[Dataset entries]
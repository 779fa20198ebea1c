use std::path::{Path, PathBuf};

use serde::Deserialize;
use thiserror::Error;

use flyswat_core::leaderboard::{DEFAULT_LEADERBOARD_SIZE, MAX_LEADERBOARD_SIZE};
use flyswat_core::session::{SessionConfig, SessionConfigError};

/// Config file looked up in the working directory.
pub const CONFIG_FILE: &str = "flyswat.toml";

/// Top-level server configuration, loaded from `flyswat.toml`.
#[derive(Debug, Clone, Deserialize)]
#[serde(default)]
pub struct ServerConfig {
    pub listen_addr: String,
    pub web_root: String,
    /// `"json"` switches log output to JSON lines.
    pub log_format: String,
    pub session: SessionConfig,
    pub leaderboard: LeaderboardConfig,
    pub limits: LimitsConfig,
}

impl Default for ServerConfig {
    fn default() -> Self {
        Self {
            listen_addr: "0.0.0.0:8080".to_string(),
            web_root: "web".to_string(),
            log_format: "text".to_string(),
            session: SessionConfig::default(),
            leaderboard: LeaderboardConfig::default(),
            limits: LimitsConfig::default(),
        }
    }
}

#[derive(Debug, Clone, Copy, PartialEq, Eq, Deserialize)]
#[serde(rename_all = "lowercase")]
pub enum StoreKind {
    Memory,
    File,
}

/// Leaderboard storage and size.
#[derive(Debug, Clone, Deserialize)]
#[serde(default)]
pub struct LeaderboardConfig {
    /// Number of entries kept.
    pub size: usize,
    pub store: StoreKind,
    /// JSON document used by the file store.
    pub path: PathBuf,
}

impl Default for LeaderboardConfig {
    fn default() -> Self {
        Self {
            size: DEFAULT_LEADERBOARD_SIZE,
            store: StoreKind::File,
            path: PathBuf::from("data/leaderboard.json"),
        }
    }
}

/// Infrastructure limits (connection caps, buffer sizes, rate limits).
#[derive(Debug, Clone, Deserialize)]
#[serde(default)]
pub struct LimitsConfig {
    pub max_ws_connections: usize,
    pub max_sse_subscribers: usize,
    pub broadcast_capacity: usize,
    pub ws_rate_limit_per_sec: f64,
    pub request_timeout_secs: u64,
}

impl Default for LimitsConfig {
    fn default() -> Self {
        Self {
            max_ws_connections: 200,
            max_sse_subscribers: 100,
            broadcast_capacity: 64,
            ws_rate_limit_per_sec: 50.0,
            request_timeout_secs: 10,
        }
    }
}

#[derive(Debug, Error)]
pub enum ConfigError {
    #[error("listen_addr {0:?} is not a valid socket address")]
    InvalidListenAddr(String),

    #[error("{0} must be > 0")]
    ZeroLimit(&'static str),

    #[error("{field} must be <= {max}, got {value}")]
    TooLarge {
        field: &'static str,
        max: usize,
        value: usize,
    },

    #[error(transparent)]
    Session(#[from] SessionConfigError),
}

/// Where the loaded configuration came from.
#[derive(Debug, Clone, PartialEq, Eq)]
pub enum ConfigSource {
    File(PathBuf),
    Missing(PathBuf),
    /// The file exists but failed to parse; defaults are in effect.
    Invalid { path: PathBuf, error: String },
}

impl ConfigSource {
    pub fn log(&self) {
        match self {
            Self::File(path) => {
                tracing::info!(path = %path.display(), "Loaded configuration");
            },
            Self::Missing(path) => {
                tracing::info!(path = %path.display(), "No config file found, using defaults");
            },
            Self::Invalid { path, error } => {
                tracing::warn!(
                    path = %path.display(),
                    %error,
                    "Failed to parse config file, using defaults"
                );
            },
        }
    }
}

impl ServerConfig {
    /// Check the configuration before the server starts.
    pub fn validate(&self) -> Result<(), ConfigError> {
        if self.listen_addr.parse::<std::net::SocketAddr>().is_err() {
            return Err(ConfigError::InvalidListenAddr(self.listen_addr.clone()));
        }

        self.session.validate()?;

        if self.leaderboard.size == 0 {
            return Err(ConfigError::ZeroLimit("leaderboard.size"));
        }
        if self.leaderboard.size > MAX_LEADERBOARD_SIZE {
            return Err(ConfigError::TooLarge {
                field: "leaderboard.size",
                max: MAX_LEADERBOARD_SIZE,
                value: self.leaderboard.size,
            });
        }
        if self.limits.max_ws_connections == 0 {
            return Err(ConfigError::ZeroLimit("limits.max_ws_connections"));
        }
        if self.limits.max_sse_subscribers == 0 {
            return Err(ConfigError::ZeroLimit("limits.max_sse_subscribers"));
        }
        if self.limits.broadcast_capacity == 0 {
            return Err(ConfigError::ZeroLimit("limits.broadcast_capacity"));
        }
        if self.limits.ws_rate_limit_per_sec <= 0.0 {
            return Err(ConfigError::ZeroLimit("limits.ws_rate_limit_per_sec"));
        }
        if self.limits.request_timeout_secs == 0 {
            return Err(ConfigError::ZeroLimit("limits.request_timeout_secs"));
        }

        if self.leaderboard.store == StoreKind::Memory {
            tracing::warn!("Leaderboard uses the in-memory store; scores are lost on restart");
        }

        Ok(())
    }

    /// Load config from `flyswat.toml` if it exists, then apply env var
    /// overrides. Runs before logging is set up, so how the file was
    /// resolved comes back as a [`ConfigSource`] for the caller to log.
    pub fn load() -> (Self, ConfigSource) {
        let (mut config, source) = Self::load_from(Path::new(CONFIG_FILE));
        config.apply_env_overrides();
        (config, source)
    }

    /// Read one config file, falling back to defaults when it is missing or
    /// does not parse.
    pub fn load_from(path: &Path) -> (Self, ConfigSource) {
        match std::fs::read_to_string(path) {
            Ok(content) => match toml::from_str::<ServerConfig>(&content) {
                Ok(cfg) => (cfg, ConfigSource::File(path.to_path_buf())),
                Err(e) => (
                    ServerConfig::default(),
                    ConfigSource::Invalid {
                        path: path.to_path_buf(),
                        error: e.to_string(),
                    },
                ),
            },
            Err(_) => (
                ServerConfig::default(),
                ConfigSource::Missing(path.to_path_buf()),
            ),
        }
    }

    fn apply_env_overrides(&mut self) {
        if let Ok(addr) = std::env::var("FLYSWAT_LISTEN_ADDR")
            && !addr.is_empty()
        {
            self.listen_addr = addr;
        }
        if let Ok(root) = std::env::var("FLYSWAT_WEB_ROOT")
            && !root.is_empty()
        {
            self.web_root = root;
        }
        if let Ok(path) = std::env::var("FLYSWAT_STORE_PATH")
            && !path.is_empty()
        {
            self.leaderboard.store = StoreKind::File;
            self.leaderboard.path = PathBuf::from(path);
        }
        if let Ok(val) = std::env::var("FLYSWAT_LEADERBOARD_SIZE")
            && let Ok(n) = val.parse::<usize>()
        {
            self.leaderboard.size = n;
        }
        if let Ok(val) = std::env::var("FLYSWAT_SESSION_DURATION")
            && let Ok(n) = val.parse::<u32>()
        {
            self.session.duration_secs = n;
        }
    }
}

#[cfg(test)]
mod tests {
    use super::*;
    use flyswat_core::session::MAX_SPAWN_CAP;

    #[test]
    fn default_config_values() {
        let cfg = ServerConfig::default();
        assert_eq!(cfg.listen_addr, "0.0.0.0:8080");
        assert_eq!(cfg.web_root, "web");
        assert_eq!(cfg.leaderboard.size, 10);
        assert_eq!(cfg.leaderboard.store, StoreKind::File);
        assert_eq!(cfg.session.duration_secs, 60);
        assert_eq!(cfg.session.spawn_cap, 12);
    }

    #[test]
    fn default_config_is_valid() {
        assert!(ServerConfig::default().validate().is_ok());
    }

    #[test]
    fn validate_rejects_invalid_addr() {
        let cfg = ServerConfig {
            listen_addr: "not-an-address".to_string(),
            ..ServerConfig::default()
        };
        assert!(matches!(
            cfg.validate(),
            Err(ConfigError::InvalidListenAddr(_))
        ));
    }

    #[test]
    fn validate_rejects_zero_board() {
        let mut cfg = ServerConfig::default();
        cfg.leaderboard.size = 0;
        let err = cfg.validate().unwrap_err();
        assert_eq!(err.to_string(), "leaderboard.size must be > 0");
    }

    #[test]
    fn validate_rejects_bad_session() {
        let mut cfg = ServerConfig::default();
        cfg.session.spawn_interval_ms = 0;
        assert!(matches!(
            cfg.validate(),
            Err(ConfigError::Session(SessionConfigError::ZeroInterval(
                "spawn_interval_ms"
            )))
        ));
    }

    #[test]
    fn validate_rejects_oversized_board() {
        let mut cfg = ServerConfig::default();
        cfg.leaderboard.size = MAX_LEADERBOARD_SIZE;
        assert!(cfg.validate().is_ok());

        cfg.leaderboard.size = MAX_LEADERBOARD_SIZE + 1;
        assert!(matches!(
            cfg.validate(),
            Err(ConfigError::TooLarge {
                field: "leaderboard.size",
                ..
            })
        ));
    }

    #[test]
    fn validate_rejects_oversized_spawn_cap() {
        let mut cfg = ServerConfig::default();
        cfg.session.spawn_cap = MAX_SPAWN_CAP;
        assert!(cfg.validate().is_ok());

        cfg.session.spawn_cap = 400;
        assert!(matches!(
            cfg.validate(),
            Err(ConfigError::Session(SessionConfigError::SpawnCapTooLarge(400)))
        ));
    }

    #[test]
    fn load_from_reads_file() {
        let dir = tempfile::tempdir().unwrap();
        let path = dir.path().join(CONFIG_FILE);
        std::fs::write(&path, "listen_addr = \"127.0.0.1:7000\"\n").unwrap();
        let (cfg, source) = ServerConfig::load_from(&path);
        assert_eq!(cfg.listen_addr, "127.0.0.1:7000");
        assert_eq!(source, ConfigSource::File(path));
    }

    #[test]
    fn load_from_missing_file_uses_defaults() {
        let dir = tempfile::tempdir().unwrap();
        let path = dir.path().join(CONFIG_FILE);
        let (cfg, source) = ServerConfig::load_from(&path);
        assert_eq!(cfg.listen_addr, ServerConfig::default().listen_addr);
        assert_eq!(source, ConfigSource::Missing(path));
    }

    #[test]
    fn load_from_malformed_file_reports_error() {
        let dir = tempfile::tempdir().unwrap();
        let path = dir.path().join(CONFIG_FILE);
        std::fs::write(&path, "[leaderboard]\nsize = \"many\"\n").unwrap();
        let (cfg, source) = ServerConfig::load_from(&path);
        assert_eq!(cfg.leaderboard.size, DEFAULT_LEADERBOARD_SIZE);
        match source {
            ConfigSource::Invalid { path: p, error } => {
                assert_eq!(p, path);
                assert!(!error.is_empty());
            },
            other => panic!("Expected Invalid, got {other:?}"),
        }
    }

    #[test]
    fn parse_minimal_toml() {
        let toml_str = r#"
listen_addr = "127.0.0.1:9090"
web_root = "/var/www"
"#;
        let cfg: ServerConfig = toml::from_str(toml_str).unwrap();
        assert_eq!(cfg.listen_addr, "127.0.0.1:9090");
        assert_eq!(cfg.web_root, "/var/www");
        assert_eq!(cfg.limits.max_ws_connections, 200);
        assert_eq!(cfg.session, SessionConfig::default());
    }

    #[test]
    fn parse_full_toml() {
        let toml_str = r#"
listen_addr = "0.0.0.0:3000"
log_format = "json"

[session]
duration_secs = 30
spawn_cap = 6
max_target_lifetime_ms = 2500

[leaderboard]
size = 25
store = "memory"

[limits]
max_ws_connections = 500
ws_rate_limit_per_sec = 100.0
request_timeout_secs = 5
"#;
        let cfg: ServerConfig = toml::from_str(toml_str).unwrap();
        assert_eq!(cfg.log_format, "json");
        assert_eq!(cfg.session.duration_secs, 30);
        assert_eq!(cfg.session.spawn_cap, 6);
        assert_eq!(cfg.session.spawn_interval_ms, 400);
        assert_eq!(cfg.session.max_target_lifetime_ms, Some(2500));
        assert_eq!(cfg.leaderboard.size, 25);
        assert_eq!(cfg.leaderboard.store, StoreKind::Memory);
        assert_eq!(cfg.limits.max_ws_connections, 500);
        assert!((cfg.limits.ws_rate_limit_per_sec - 100.0).abs() < f64::EPSILON);
        assert_eq!(cfg.limits.request_timeout_secs, 5);
        assert_eq!(cfg.limits.max_sse_subscribers, 100);
    }

    #[test]
    fn unknown_store_kind_rejected() {
        let toml_str = r#"
[leaderboard]
store = "postgres"
"#;
        assert!(toml::from_str::<ServerConfig>(toml_str).is_err());
    }
}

• [EXERCISE PROMPT]:
Where does the word "address" appear in the records above? Return every line that holds it.

• [FINISHED EXERCISE]:
    #[error("listen_addr {0:?} is not a valid socket address")]
            listen_addr: "not-an-address".to_string(),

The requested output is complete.